One side is that of the Chareidi leadership and its PR folks. Their response has been vigorous, viscious and self-righteous in the extreme. We are repeatedly reminded by them that it is the Torah study of the tens of thousands of kolleleit that is the true defense of the State and that we, their spiritual inferiors, should be grateful instead of sitting around in our dank and dark basements all day scheming on how to destroy the Torah world. For this group there is one answer: no draft, no service, no acknowledgement of the importance of contributing to the State.
On the other side is an equally irrational group, one that would like to see Israeli police and soldiers transformed into Imperial storm troopers and tasked with the mission of dragging Chareidi men from their shtenders by their peyos and throwing them into a dungeon somewhere for daring to not want to be drafted. For this group there is only one answer as well: a total, immediately draft of all eligible Chareidim and long prison sentences for those that resist.
These two extreme positions have come to dominate the public debate and this is a terrible shame since there is an obvious path of compromise, one which the government has been working on.

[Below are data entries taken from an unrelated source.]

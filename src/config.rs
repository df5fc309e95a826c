//! Application configuration resolved from the environment.
//!
//! - `POCKETCALC_DATA_DIR`: directory holding the preference database
//!   (defaults to the platform data directory).
//! - `POCKETCALC_LOG`: `tracing` filter directive (defaults to `info`).

use std::path::PathBuf;

use crate::platform;
use crate::types::errors::ConfigError;

pub const DATA_DIR_ENV: &str = "POCKETCALC_DATA_DIR";
pub const LOG_ENV: &str = "POCKETCALC_LOG";
pub const DATABASE_FILE: &str = "pocketcalc.db";
pub const DEFAULT_LOG_FILTER: &str = "info";

#[derive(Debug, Clone, PartialEq)]
pub struct AppConfig {
    pub data_dir: PathBuf,
    pub log_filter: String,
    /// Initial theme when no preference has been saved.
    pub system_prefers_dark: bool,
}

impl Default for AppConfig {
    fn default() -> Self {
        Self {
            data_dir: platform::get_data_dir(),
            log_filter: DEFAULT_LOG_FILTER.to_string(),
            system_prefers_dark: false,
        }
    }
}

impl AppConfig {
    /// Defaults overridden by `POCKETCALC_*` environment variables.
    pub fn from_env() -> Self {
        Self::from_lookup(|key| std::env::var(key).ok())
    }

    /// Builds a config from an arbitrary variable lookup.
    pub fn from_lookup<F>(lookup: F) -> Self
    where
        F: Fn(&str) -> Option<String>,
    {
        let mut config = Self::default();
        if let Some(dir) = lookup(DATA_DIR_ENV).filter(|v| !v.trim().is_empty()) {
            config.data_dir = PathBuf::from(dir);
        }
        if let Some(filter) = lookup(LOG_ENV).filter(|v| !v.trim().is_empty()) {
            config.log_filter = filter;
        }
        config
    }

    pub fn with_data_dir(mut self, dir: impl Into<PathBuf>) -> Self {
        self.data_dir = dir.into();
        self
    }

    pub fn database_path(&self) -> PathBuf {
        self.data_dir.join(DATABASE_FILE)
    }

    /// Creates the data directory if needed.
    pub fn ensure_data_dir(&self) -> Result<(), ConfigError> {
        std::fs::create_dir_all(&self.data_dir)?;
        Ok(())
    }
}
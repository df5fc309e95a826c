//! History Manager for pocketcalc.
//!
//! Implements `HistoryManagerTrait` for the calculation history. The log
//! lives in memory, most recent first, and is written in full to the
//! key-value store after every change.

use std::sync::Arc;

use async_trait::async_trait;

use crate::database::{KeyValueStore, HISTORY_KEY};
use crate::services::collaborators::ShareTarget;
use crate::types::errors::HistoryError;
use crate::types::history::HistoryItem;

/// Maximum number of entries retained.
pub const HISTORY_LIMIT: usize = 100;

/// Trait defining history management operations.
#[async_trait]
pub trait HistoryManagerTrait {
    async fn load(&mut self);
    async fn append(&mut self, item: HistoryItem);
    fn search(&self, query: &str) -> Vec<&HistoryItem>;
    fn list(&self) -> &[HistoryItem];
    fn get(&self, id: &str) -> Option<&HistoryItem>;
    async fn delete_entry(&mut self, id: &str) -> Result<(), HistoryError>;
    async fn clear_all(&mut self);
    async fn share(&self, item: &HistoryItem, target: &dyn ShareTarget);
    fn is_loaded(&self) -> bool;
}

/// History manager backed by a key-value store.
pub struct HistoryManager {
    store: Arc<dyn KeyValueStore>,
    items: Vec<HistoryItem>,
    loaded: bool,
}

impl HistoryManager {
    /// Creates an empty, not-yet-loaded manager.
    pub fn new(store: Arc<dyn KeyValueStore>) -> Self {
        Self {
            store,
            items: Vec::new(),
            loaded: false,
        }
    }

    /// Serializes the log in its persisted JSON shape.
    pub fn to_json(items: &[HistoryItem]) -> Result<String, HistoryError> {
        Ok(serde_json::to_string(items)?)
    }

    /// Parses a persisted log.
    pub fn from_json(json: &str) -> Result<Vec<HistoryItem>, HistoryError> {
        Ok(serde_json::from_str(json)?)
    }

    async fn read_persisted(&self) -> Result<Vec<HistoryItem>, HistoryError> {
        match self.store.get(HISTORY_KEY).await? {
            Some(json) => Self::from_json(&json),
            None => Ok(Vec::new()),
        }
    }

    /// Overwrites the stored log with the current one.
    async fn persist(&self) -> Result<(), HistoryError> {
        let json = Self::to_json(&self.items)?;
        self.store.set(HISTORY_KEY, &json).await?;
        Ok(())
    }

    async fn persist_or_log(&self) {
        if let Err(e) = self.persist().await {
            tracing::error!(error = %e, "Error saving history");
        }
    }
}

#[async_trait]
impl HistoryManagerTrait for HistoryManager {
    /// Loads the persisted log. Any failure leaves the history empty.
    async fn load(&mut self) {
        self.items = match self.read_persisted().await {
            Ok(mut items) => {
                items.truncate(HISTORY_LIMIT);
                items
            }
            Err(e) => {
                tracing::error!(error = %e, "Error loading history");
                Vec::new()
            }
        };
        self.loaded = true;
        tracing::debug!(entries = self.items.len(), "history loaded");
    }

    /// Prepends `item`, drops anything past [`HISTORY_LIMIT`] and persists.
    async fn append(&mut self, item: HistoryItem) {
        tracing::debug!(id = %item.id, kind = ?item.kind, "history append");

        let mut next = Vec::with_capacity(HISTORY_LIMIT);
        next.push(item);
        next.extend(self.items.iter().take(HISTORY_LIMIT - 1).cloned());
        self.items = next;

        self.persist_or_log().await;
    }

    /// Case-insensitive substring search over result and expression.
    fn search(&self, query: &str) -> Vec<&HistoryItem> {
        let needle = query.to_lowercase();
        self.items.iter().filter(|item| item.matches(&needle)).collect()
    }

    fn list(&self) -> &[HistoryItem] {
        &self.items
    }

    fn get(&self, id: &str) -> Option<&HistoryItem> {
        self.items.iter().find(|item| item.id == id)
    }

    /// Removes a single entry and persists the remaining log.
    async fn delete_entry(&mut self, id: &str) -> Result<(), HistoryError> {
        let position = self
            .items
            .iter()
            .position(|item| item.id == id)
            .ok_or_else(|| HistoryError::NotFound(id.to_string()))?;
        self.items.remove(position);

        self.persist_or_log().await;
        Ok(())
    }

    /// Empties the log and removes the persisted key.
    ///
    /// Callers are responsible for obtaining user confirmation first.
    async fn clear_all(&mut self) {
        self.items = Vec::new();
        if let Err(e) = self.store.remove(HISTORY_KEY).await {
            tracing::error!(error = %e, "Error clearing history");
        }
    }

    /// Sends the entry's text to `target`; failures are logged only.
    async fn share(&self, item: &HistoryItem, target: &dyn ShareTarget) {
        if let Err(e) = target.share(&item.display_text()).await {
            tracing::error!(error = %e, id = %item.id, "Error sharing");
        }
    }

    fn is_loaded(&self) -> bool {
        self.loaded
    }
}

But, as is often the case when someone tries to accommodate a middle path, the folks attempting to solve the problem in this fashion are either ignored or set upon by both sides.

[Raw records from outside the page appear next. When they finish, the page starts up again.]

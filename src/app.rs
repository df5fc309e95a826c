//! App Core for pocketcalc.
//!
//! Central struct holding the application state and every component. Each
//! user action goes through a method here, which runs the computation,
//! reports failures to the notifier and records successes in history.

use std::sync::Arc;

use serde::Serialize;

use crate::config::AppConfig;
use crate::database::{KeyValueStore, SqliteStore};
use crate::managers::calculator_pad::{CalculatorPad, MemoryOperation};
use crate::managers::history_manager::{HistoryManager, HistoryManagerTrait};
use crate::services::collaborators::{Notifier, ShareTarget, TracingNotifier, TracingShareTarget};
use crate::services::settings_engine::{SettingsEngine, SettingsEngineTrait};
use crate::services::tip_calculator::{self, DEFAULT_SPLIT_COUNT, DEFAULT_TIP_PERCENTAGE};
use crate::services::unit_converter::{UnitConverter, UnitConverterTrait};
use crate::types::conversion::{Conversion, ConversionType, ALL_CATEGORIES};
use crate::types::errors::{CalcError, ConversionError, HistoryError, TipError};
use crate::types::history::HistoryItem;
use crate::types::settings::{Tab, ThemeMode};
use crate::types::tip::TipBreakdown;

const CLEAR_HISTORY_TITLE: &str = "Clear History";
const CLEAR_HISTORY_MESSAGE: &str = "Are you sure you want to clear all history?";

/// Converter screen selection and input.
#[derive(Debug, Clone, Serialize, PartialEq)]
pub struct ConverterState {
    pub from_unit: String,
    pub to_unit: String,
    pub selected_category: String,
    pub input: String,
}

/// Tip screen inputs and the last successful breakdown.
#[derive(Debug, Clone, Serialize, PartialEq)]
pub struct TipState {
    pub bill: String,
    pub tip_percentage: u32,
    pub split_count: u32,
    pub result: Option<TipBreakdown>,
}

impl Default for TipState {
    fn default() -> Self {
        Self {
            bill: String::new(),
            tip_percentage: DEFAULT_TIP_PERCENTAGE,
            split_count: DEFAULT_SPLIT_COUNT,
            result: None,
        }
    }
}

/// Central application struct.
pub struct App {
    pub history_manager: HistoryManager,
    pub settings_engine: SettingsEngine,
    pub pad: CalculatorPad,
    pub converter: UnitConverter,
    pub converter_state: ConverterState,
    pub tip_state: TipState,
    pub selected_tab: Tab,
    pub search_query: String,
    notifier: Box<dyn Notifier>,
    share_target: Box<dyn ShareTarget>,
}

impl App {
    /// Creates an App persisting to the SQLite database named by `config`,
    /// with logging-only collaborators.
    pub fn new(config: &AppConfig) -> Result<Self, Box<dyn std::error::Error + Send + Sync>> {
        config.ensure_data_dir()?;
        let store = SqliteStore::open(config.database_path())?;
        Ok(Self::with_collaborators(
            Arc::new(store),
            Box::new(TracingNotifier),
            Box::new(TracingShareTarget),
            config.system_prefers_dark,
        ))
    }

    /// Creates an App over any store, e.g. [`crate::database::MemoryStore`].
    pub fn with_store(store: Arc<dyn KeyValueStore>) -> Self {
        Self::with_collaborators(
            store,
            Box::new(TracingNotifier),
            Box::new(TracingShareTarget),
            false,
        )
    }

    pub fn with_collaborators(
        store: Arc<dyn KeyValueStore>,
        notifier: Box<dyn Notifier>,
        share_target: Box<dyn ShareTarget>,
        system_prefers_dark: bool,
    ) -> Self {
        let converter = UnitConverter::new();
        let (from_unit, to_unit) = converter
            .default_conversion()
            .map(|c| (c.from.to_string(), c.to.to_string()))
            .unwrap_or_default();

        Self {
            history_manager: HistoryManager::new(Arc::clone(&store)),
            settings_engine: SettingsEngine::new(store, system_prefers_dark),
            pad: CalculatorPad::new(),
            converter,
            converter_state: ConverterState {
                from_unit,
                to_unit,
                selected_category: ALL_CATEGORIES.to_string(),
                input: String::new(),
            },
            tip_state: TipState::default(),
            selected_tab: Tab::default(),
            search_query: String::new(),
            notifier,
            share_target,
        }
    }

    /// Startup sequence: load the theme preference, then the history log.
    pub async fn startup(&mut self) {
        self.settings_engine.load_theme().await;
        self.history_manager.load().await;
    }

    // ─── Calculator ───

    /// Evaluates the pad input. On success the calculation is recorded;
    /// on failure the user is alerted and history is untouched.
    pub async fn calculate(&mut self) -> Result<String, CalcError> {
        let expression = self.pad.input().to_string();
        match self.pad.evaluate() {
            Ok(result) => {
                self.history_manager
                    .append(HistoryItem::calculation(&expression, &result))
                    .await;
                Ok(result)
            }
            Err(e) => {
                tracing::debug!(error = %e, expression = %expression, "evaluation failed");
                self.notifier.alert("Error", "Invalid expression");
                Err(e)
            }
        }
    }

    pub fn memory(&mut self, operation: MemoryOperation) {
        self.pad.apply_memory(operation);
    }

    // ─── Converter ───

    /// Selects a category and returns the conversions it shows.
    pub fn select_category(&mut self, category: &str) -> Vec<&ConversionType> {
        self.converter_state.selected_category = category.to_string();
        self.converter.filter_by_category(category)
    }

    pub fn visible_conversions(&self) -> Vec<&ConversionType> {
        self.converter
            .filter_by_category(&self.converter_state.selected_category)
    }

    pub fn select_units(&mut self, from: &str, to: &str) {
        self.converter_state.from_unit = from.to_string();
        self.converter_state.to_unit = to.to_string();
    }

    pub fn set_conversion_input(&mut self, input: &str) {
        self.converter_state.input = input.to_string();
    }

    /// Converts the current input across the selected unit pair. On success
    /// the input is replaced with the converted value.
    pub async fn convert(&mut self) -> Result<Conversion, ConversionError> {
        let state = &self.converter_state;
        match self
            .converter
            .convert(&state.input, &state.from_unit, &state.to_unit)
        {
            Ok(conversion) => {
                self.history_manager
                    .append(HistoryItem::conversion(
                        conversion.summary.clone(),
                        conversion.category,
                    ))
                    .await;
                self.converter_state.input = conversion.formatted.clone();
                Ok(conversion)
            }
            Err(e) => {
                self.notifier.alert("Error", e.user_message());
                Err(e)
            }
        }
    }

    // ─── Tip ───

    pub fn set_bill(&mut self, bill: &str) {
        self.tip_state.bill = bill.to_string();
    }

    pub fn set_tip_percentage(&mut self, percentage: u32) {
        self.tip_state.tip_percentage = percentage;
    }

    pub fn set_split_count(&mut self, count: u32) {
        self.tip_state.split_count = count;
    }

    /// Computes the tip from the current inputs. A failure clears the
    /// previous breakdown.
    pub async fn calculate_tip(&mut self) -> Result<TipBreakdown, TipError> {
        let state = &self.tip_state;
        match tip_calculator::calculate(&state.bill, state.tip_percentage, state.split_count) {
            Ok(breakdown) => {
                self.tip_state.result = Some(breakdown.clone());
                self.history_manager
                    .append(HistoryItem::tip(breakdown.summary()))
                    .await;
                Ok(breakdown)
            }
            Err(e) => {
                self.tip_state.result = None;
                self.notifier.alert("Error", e.user_message());
                Err(e)
            }
        }
    }

    // ─── History ───

    /// History filtered by the current search query.
    pub fn filtered_history(&self) -> Vec<&HistoryItem> {
        self.history_manager.search(&self.search_query)
    }

    pub fn set_search_query(&mut self, query: &str) {
        self.search_query = query.to_string();
    }

    /// Asks for confirmation, then clears history. Returns whether it was cleared.
    pub async fn clear_history(&mut self) -> bool {
        if !self
            .notifier
            .confirm(CLEAR_HISTORY_TITLE, CLEAR_HISTORY_MESSAGE)
            .await
        {
            return false;
        }
        self.history_manager.clear_all().await;
        true
    }

    pub async fn delete_history_entry(&mut self, id: &str) -> Result<(), HistoryError> {
        self.history_manager.delete_entry(id).await
    }

    /// Shares the entry with the given id. Share failures are swallowed.
    pub async fn share_history_entry(&self, id: &str) -> Result<(), HistoryError> {
        let item = self
            .history_manager
            .get(id)
            .ok_or_else(|| HistoryError::NotFound(id.to_string()))?;
        self.history_manager
            .share(item, self.share_target.as_ref())
            .await;
        Ok(())
    }

    // ─── Shell ───

    pub async fn toggle_theme(&mut self) -> ThemeMode {
        self.settings_engine.toggle_theme().await
    }

    pub fn select_tab(&mut self, tab: Tab) {
        self.selected_tab = tab;
    }
}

If one dares to suggest that setting up the universal draft will take time, maybe a few years, one is attacked by the Chareidi leadership for daring to suggest there should be a universal draft at all. One is also attacked by the extreme secularists for choosing a plan that does not involve immediately implementation. How dare we give those lazy bums any further time off?
Let us consider what is at stake. First, there is the practical. The Israeli army, far from intending to use a draft to wipe out the Jewishness of its Chareidi conscripts, is bending over backwards to help those Chareidim who have already enlisted, maintain an observant lifestyle when it comes to food, learning and mixed gender environments. There is no question that, should the universal draft be implemented, they will continue to want to make these accommodations. It will be hard enough to absorb the increased numbers of recruits without doing things that will bring their passive-aggressive nature to the fore.
But changes like this require time. A large number of Chareidim, angry and resentful, entering the army at the same time and finding inadequate facilities appropriate to their spiritual needs, will create a disaster for the army. Tzahal needs time to build the infrastructure it will need. An immediate universal draft denies them this opportunity.
There is also Chareidi psychology to consider. The Chareidi leadership, stuck as it is mentally in the 1920's, still really does see the secular Zionist community as consumed with hatred of Torah and nothing better to do with its time than attack Chareidim and try to spiritually destroy them. This is the message that has been passed on to students within the Chareidi educational system for three generations now. Is it any wonder that Chareidi kolleleit ignore the "share the burden" message and instead see a scheme to destroy their Yiddishkeit? And since this is the case, is it any wonder that they vehemently resist the universal draft?
Now it should be acknowledged that there is a glimmer of hope, at least from the Chareidi side. Rav Yonasan Rosenblum, one of the more eloquent Chareidi PR folks who also possesses a measure of insight lacking in many others in that group, has even recently written the unthinkable:
we might be approaching the end of a miraculous period in which the secular Israeli government became the prime supporter of Torah learning on a scale unprecedented in Jewish historyAn excellent confession but one that sadly is decades overdue given the extensive time over which generations of Chareidi youth and baalei teshuvah have been taught that the secular Israeli government is the greatest threat to Torah learning since the Czar. Rav Rosenblum may have realized that reality is the opposite of that Chareidi doctrine but he will have difficulty convinced his comrades.
In summary we must hope and pray that the folks in the government managing this transition in Israeli society and Tzahal have the patience and wisdom to ignore the extremists on both sides and create an environment in which Chareidi men can now contribute to Israeli society's security without having to compromise their level of observance.